*** Opening Given records ***

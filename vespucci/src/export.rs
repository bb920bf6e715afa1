//! Conversion of committed shapes into GeoJSON features.
//!
//! This is the export contract consumed by print/export collaborators: points become
//! `Point` geometries, lines `LineString`s, and polygons a `Polygon` with a single closed
//! outer ring (drawn shapes have no holes). Properties are a flat bag with the shape id,
//! kind, style color and label text.

use geojson::feature::Id;
use geojson::{Feature, FeatureCollection, Geometry, JsonObject, Value};
use vespucci_types::{GeoPoint, GroundPoint};

use crate::draw::{DrawMode, Shape};

/// Converts one committed shape into a GeoJSON feature.
pub fn shape_to_feature(shape: &Shape) -> Feature {
    let mut properties = JsonObject::new();
    properties.insert("kind".into(), shape.kind().name().into());
    properties.insert("color".into(), shape.style().color().to_hex().into());
    if let Some(label) = shape.label() {
        properties.insert("label".into(), label.into());
    }

    Feature {
        bbox: None,
        geometry: Some(Geometry::new(shape_geometry(shape))),
        id: Some(Id::String(shape.id().to_string())),
        properties: Some(properties),
        foreign_members: None,
    }
}

/// Converts shapes into a GeoJSON feature collection.
pub fn to_feature_collection<'a>(shapes: impl IntoIterator<Item = &'a Shape>) -> FeatureCollection {
    FeatureCollection {
        bbox: None,
        features: shapes.into_iter().map(shape_to_feature).collect(),
        foreign_members: None,
    }
}

fn shape_geometry(shape: &Shape) -> Value {
    match shape.kind() {
        DrawMode::Point | DrawMode::Label => Value::Point(position(&shape.points()[0])),
        DrawMode::Line => Value::LineString(shape.points().iter().map(position).collect()),
        DrawMode::Polygon => {
            // The closing vertex is appended here only; the stored ring stays open.
            Value::Polygon(vec![shape.render_points().map(position).collect()])
        }
    }
}

fn position(point: &GroundPoint) -> Vec<f64> {
    let mut position = vec![point.lon(), point.lat()];
    if let Some(height) = point.height() {
        position.push(height);
    }
    position
}

#[cfg(test)]
mod tests {
    use assert_matches::assert_matches;

    use super::*;
    use crate::draw::ShapeStore;
    use crate::style::{LabelStyle, PointStyle, PolygonStyle, Style};

    fn store_with_polygon() -> (ShapeStore, crate::draw::ShapeId) {
        let mut store = ShapeStore::default();
        let id = store
            .insert(
                DrawMode::Polygon,
                vec![
                    GroundPoint::new(45.0, 14.0),
                    GroundPoint::new(45.0, 14.1),
                    GroundPoint::new(45.1, 14.1),
                ],
                Style::Polygon(PolygonStyle::default()),
                None,
            )
            .expect("insert failed");
        (store, id)
    }

    #[test]
    fn point_feature() {
        let mut store = ShapeStore::default();
        let id = store
            .insert(
                DrawMode::Point,
                vec![GroundPoint::new(45.0, 14.0)],
                Style::Point(PointStyle::default()),
                None,
            )
            .expect("insert failed");

        let feature = shape_to_feature(store.get(id).expect("shape missing"));

        let geometry = feature.geometry.expect("geometry missing");
        assert_matches!(geometry.value, Value::Point(position) => {
            assert_eq!(position, vec![14.0, 45.0]);
        });
        let properties = feature.properties.expect("properties missing");
        assert_eq!(properties["kind"], "point");
    }

    #[test]
    fn polygon_ring_is_closed_in_export_only() {
        let (store, id) = store_with_polygon();
        let shape = store.get(id).expect("shape missing");

        let feature = shape_to_feature(shape);

        let geometry = feature.geometry.expect("geometry missing");
        assert_matches!(geometry.value, Value::Polygon(rings) => {
            assert_eq!(rings.len(), 1);
            assert_eq!(rings[0].len(), 4);
            assert_eq!(rings[0][0], rings[0][3]);
        });
        assert_eq!(shape.points().len(), 3);
    }

    #[test]
    fn label_feature_carries_text_property() {
        let mut store = ShapeStore::default();
        let id = store
            .insert(
                DrawMode::Label,
                vec![GroundPoint::with_height(45.0, 14.0, 320.0)],
                Style::Label(LabelStyle::default()),
                Some("Summit".into()),
            )
            .expect("insert failed");

        let feature = shape_to_feature(store.get(id).expect("shape missing"));

        let properties = feature.properties.expect("properties missing");
        assert_eq!(properties["label"], "Summit");
        let geometry = feature.geometry.expect("geometry missing");
        assert_matches!(geometry.value, Value::Point(position) => {
            assert_eq!(position, vec![14.0, 45.0, 320.0]);
        });
    }

    #[test]
    fn collection_serializes_as_geojson() {
        let (store, _) = store_with_polygon();
        let collection = to_feature_collection(store.iter());

        let json = serde_json::to_value(&collection).expect("serialization failed");
        assert_eq!(json["type"], "FeatureCollection");
        assert_eq!(json["features"][0]["geometry"]["type"], "Polygon");
    }
}
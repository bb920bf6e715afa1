//! Vespucci is the interactive drawing and measurement subsystem of a map application. It
//! turns streams of resolved ground picks delivered by a map viewer into styled vector
//! shapes (points, lines, polygons, text labels) and into geodetic measurements (surface
//! distance, ring area, projected coordinates).
//!
//! The crate deliberately knows nothing about rendering or window systems. The map viewer
//! is an external collaborator reached through the [`viewer::MapViewer`] capability trait:
//! it resolves screen gestures into [`viewer::PickEvent`]s and carries out cursor and
//! interaction-stack requests made by the sessions.
//!
//! # Drawing
//!
//! A [`draw::DrawingSession`] owns the draw-mode state machine. Entering a draw mode pushes
//! a pick interaction onto the viewer, after which every pick event grows the working point
//! list and updates a live preview shape. An explicit finalize freezes the working list into
//! a committed [`draw::Shape`] styled by the session's [`style::StyleModel`]:
//!
//! ```
//! use vespucci::draw::{DrawMode, DrawingSession, DrawingSessionConfig};
//! use vespucci::viewer::{testing::RecordingViewer, PickEvent};
//! use vespucci_types::GroundPoint;
//!
//! let mut viewer = RecordingViewer::default();
//! let mut session = DrawingSession::new(DrawingSessionConfig::default());
//!
//! session.enter_draw_mode(DrawMode::Line, &mut viewer);
//! session.handle_pick(&PickEvent::at(GroundPoint::new(45.0, 14.0)), &mut viewer);
//! session.handle_pick(&PickEvent::at(GroundPoint::new(45.1, 14.2)), &mut viewer);
//! let id = session.finalize(&mut viewer);
//!
//! assert!(id.is_some());
//! ```
//!
//! # Measuring
//!
//! A [`draw::MeasurementSession`] drives the same state machine in single-shot mode, but
//! instead of keeping styled entities it recomputes a displayed result string after every
//! point change, formatted by the selected [`draw::MeasurementUnit`].

pub mod color;
pub mod draw;
pub mod error;
#[cfg(feature = "geojson")]
pub mod export;
pub mod style;
pub mod viewer;

pub use color::Color;
pub use error::VespucciError;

*** Closing Given records ***

§ **What is being asked**:
Quote, with nothing altered, all lines from the start of the entries to the line that carries "a single closed", inclusive.

§ **Response**:
filename vespucci/src/export.rs
repository bb920bf6e715afa1
//! Conversion of committed shapes into GeoJSON features.
//!
//! This is the export contract consumed by print/export collaborators: points become
//! `Point` geometries, lines `LineString`s, and polygons a `Polygon` with a single closed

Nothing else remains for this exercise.